Laboratory blood tests for enzymes

The blood will be tested for lipid profile to check whether the cholesterol (both HDL and LDL) and triglycerides are elevated or not.

Other lab blood tests to diagnose a heart attack are done based on the fact that damage to heart muscle due to a heart attack causes the release of certain enzymes or proteins into the blood from the heart muscle.

Blood tests that detect the presence of these proteins in the blood will indicate heart muscle damage. The specific proteins that are tested for include:

Creatine kinase (CK)
Creatine kinase-MB (CKMB)
Myoglobin
Cardiac troponin I or cardiac troponin T
However, some of these proteins namely CK, CKMB, and myoglobin are also found in other muscles. They are therefore not specific to the heart and their levels can be elevated when these other muscles are also damaged.

A new test to detect the protein cardiac troponin is more sensitive and specific to heart muscle damage since cardiac troponins are found only in the heart and not in any other muscles.

However, there is a time lag between the onset of heart muscle damage and the presence of cardiac troponins in the blood. Current guidelines recommend that the blood be tested several times for these proteins over 8 to 12 hours after the patient has been admitted in the hospital.

The absence of the above-mentioned proteins in the blood does not indicate an absence of heart disease but only absence of heart damage. Further testing is necessary in such cases.

Echocardiogram

An echocardiogram also called echocardiography or diagnostic cardiac ultrasound is a harmless test in which sound waves directed at the heart bounce off and are recorded electronically to provide detailed video images of the heart.

The sound waves are directed to the heart by a transducer, which is placed over the chest and captures the bounced sound waves.

An echocardiogram provides details of the damage suffered by the various parts of the heart including the heart’s chambers, valves, walls and the blood vessels (aorta, arteries, and veins).

It can be done during and after the heart attack to determine the damage to the heart and gauge its function of pumping blood.

Exercise stress test

An exercise stress test sometimes called a treadmill test (TMT) or just an exercise test gauges how well your heart functions during physical stress or exertion.

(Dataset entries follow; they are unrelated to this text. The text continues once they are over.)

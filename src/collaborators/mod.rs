//! External collaborator seams the pipeline delegates to.
//!
//! The scheduler core only ever sees these traits; the platform-facing
//! implementations (the ones that actually push content to the network)
//! live outside this crate. The no-op implementations here are used by the
//! server wiring and by tests.

mod noop;

pub use noop::{NoopContentUpdater, NoopPerformanceRecorder, NoopPositionManager};

use async_trait::async_trait;
use chrono::{DateTime, Utc};
use serde::{Deserialize, Serialize};
use thiserror::Error;

use crate::model::{AccountId, ContentId, GroupId};

#[derive(Debug, Error)]
pub enum CollaboratorError {
    #[error("position update failed: {0}")]
    PositionUpdate(String),

    #[error("performance recording failed: {0}")]
    PerformanceRecording(String),
}

/// Result of swapping a group's content set.
///
/// Partial failures are reported through `errors` rather than an `Err`;
/// the pipeline folds them into the job's error list.
#[derive(Debug, Clone, Default)]
pub struct ContentUpdateOutcome {
    pub updated: usize,
    pub errors: Vec<String>,
}

/// Result of re-sequencing group positions after maintenance.
#[derive(Debug, Clone, Default)]
pub struct PositionUpdateOutcome {
    pub positions_changed: usize,
    pub errors: Vec<String>,
}

/// Metrics handed to the performance recorder after a run.
#[derive(Debug, Clone, Serialize, Deserialize)]
pub struct MaintenanceMetrics {
    pub content_updated: usize,
    pub conflicts_resolved: usize,
    pub executed_at: DateTime<Utc>,
}

/// Phase 3 collaborator: replaces the live content set of a group.
#[async_trait]
pub trait ContentUpdater: Send + Sync {
    async fn replace_group_content(
        &self,
        group_id: GroupId,
        account_id: AccountId,
        content_ids: &[ContentId],
    ) -> ContentUpdateOutcome;
}

/// Phase 4 collaborator: re-sequences group display positions.
#[async_trait]
pub trait PositionManager: Send + Sync {
    async fn update_position_after_maintenance(
        &self,
        group_id: GroupId,
        account_id: AccountId,
        current_position: u32,
    ) -> PositionUpdateOutcome;
}

/// Phase 5 collaborator: fire-and-forget performance bookkeeping.
/// Errors are logged by the caller and never fail the job.
#[async_trait]
pub trait PerformanceRecorder: Send + Sync {
    async fn record_maintenance_performance(
        &self,
        group_id: GroupId,
        account_id: AccountId,
        metrics: &MaintenanceMetrics,
    ) -> Result<(), CollaboratorError>;
}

You are made to walk on a treadmill or to pedal on a stationary bike, which is connected to an ECG machine. It is done sin the presence of medical professional.

During increasing stress, your heart and the body require more oxygen and, therefore, your heart has to work harder to pump out more blood.

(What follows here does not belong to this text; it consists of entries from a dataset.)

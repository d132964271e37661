use axum::{Json, extract::State, response::IntoResponse};
use chrono::Utc;

use super::{
    models::{HealthResponse, ImmediateRequest, ScheduleRequest, ScheduleResponse},
    state::AppState,
};
use crate::api::error::ApiError;
use crate::model::JobKind;

/// Schedule a maintenance job (POST /maintenance)
///
/// Validation failures (unknown group, non-positive priority) come back as
/// 400 synchronously; everything that happens after scheduling is surfaced
/// through the job record instead.
pub async fn schedule_maintenance(
    State(state): State<AppState>,
    Json(request): Json<ScheduleRequest>,
) -> Result<impl IntoResponse, ApiError> {
    let scheduled_for = request.scheduled_for.unwrap_or_else(Utc::now);
    let kind = request.kind.unwrap_or(JobKind::Scheduled);
    let priority = request.priority.unwrap_or(1);

    let job_id = state
        .scheduler
        .schedule_maintenance(
            request.group_id,
            request.account_id,
            request.actor_id,
            scheduled_for,
            kind,
            priority,
            request.metadata,
        )
        .await?;

    let response = ScheduleResponse {
        job_id,
        scheduled_for,
    };

    Ok((axum::http::StatusCode::ACCEPTED, Json(response)))
}

/// Run an emergency maintenance pass synchronously
/// (POST /maintenance/immediate)
///
/// Returns 403 when the emergency override is disabled by configuration.
pub async fn execute_immediate(
    State(state): State<AppState>,
    Json(request): Json<ImmediateRequest>,
) -> Result<impl IntoResponse, ApiError> {
    let report = state
        .scheduler
        .execute_immediate(
            request.group_id,
            request.account_id,
            request.actor_id,
            request.override_conflicts,
            request.metadata,
        )
        .await?;

    Ok((axum::http::StatusCode::OK, Json(report)))
}

/// Job record endpoint (GET /maintenance/jobs/{job_id})
pub async fn get_job(
    State(state): State<AppState>,
    axum::extract::Path(job_id): axum::extract::Path<String>,
) -> Result<impl IntoResponse, ApiError> {
    let job = state
        .store
        .get_job(&job_id)
        .await
        .map_err(|e| ApiError::Internal(format!("failed to load job: {e}")))?
        .ok_or_else(|| ApiError::NotFound(format!("job {job_id}")))?;

    Ok((axum::http::StatusCode::OK, Json(job)))
}

/// Automation status endpoint (GET /maintenance/status)
pub async fn automation_status(
    State(state): State<AppState>,
) -> Result<impl IntoResponse, ApiError> {
    let status = state
        .scheduler
        .status()
        .await
        .map_err(|e| ApiError::Internal(format!("failed to compute status: {e}")))?;

    Ok((axum::http::StatusCode::OK, Json(status)))
}

/// Health check endpoint (GET /health)
pub async fn health(State(state): State<AppState>) -> impl IntoResponse {
    use std::collections::HashMap;

    let mut components = HashMap::new();
    components.insert("api".to_string(), "healthy".to_string());
    components.insert(
        "scheduler".to_string(),
        if state.scheduler.status().await.is_ok() {
            "healthy".to_string()
        } else {
            "unhealthy".to_string()
        },
    );

    let all_healthy = components.values().all(|status| status == "healthy");
    let status_code = if all_healthy {
        axum::http::StatusCode::OK
    } else {
        axum::http::StatusCode::SERVICE_UNAVAILABLE
    };

    let response = HealthResponse {
        status: if all_healthy { "healthy" } else { "unhealthy" }.to_string(),
        components,
        version: env!("CARGO_PKG_VERSION").to_string(),
    };

    (status_code, Json(response))
}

This test monitors the heart rate, respiratory rate, and blood pressure during different levels of the stress.

The test helps the doctor know if the blood supply to the heart during stress is reduced. It also helps to know the stress threshold of the patient – in other words the level of exercise appropriate for the patient.

 Angiogram or coronary catheterization

This imaging test helps to visualize the coronary arteries directly on x-ray and helps the doctor to know the presence and the amount of blockage in the arteries.

Procedure: A catheter, which is a long thin tube is inserted into an artery, either in your groin or the leg. It is then guided under vision on x-ray on a video screen. This is called fluoroscopy and it helps to see the catheter as it is guided through the arteries to the desired artery.

Once the catheter is in the desired position, the physician inserts a contrast dye, which is visible on x-ray. As the dye flows though the coronary artery, images are taken, which help to see the blockage in the artery, if any.

The dye is later eliminated by the body through your urine.

Cardiac computerized tomography (Cardiac CT) or magnetic resonance imaging (Cardiac MRI)

These tests help to diagnose the heart problems and also evaluate the extent of damage due to a heart attack.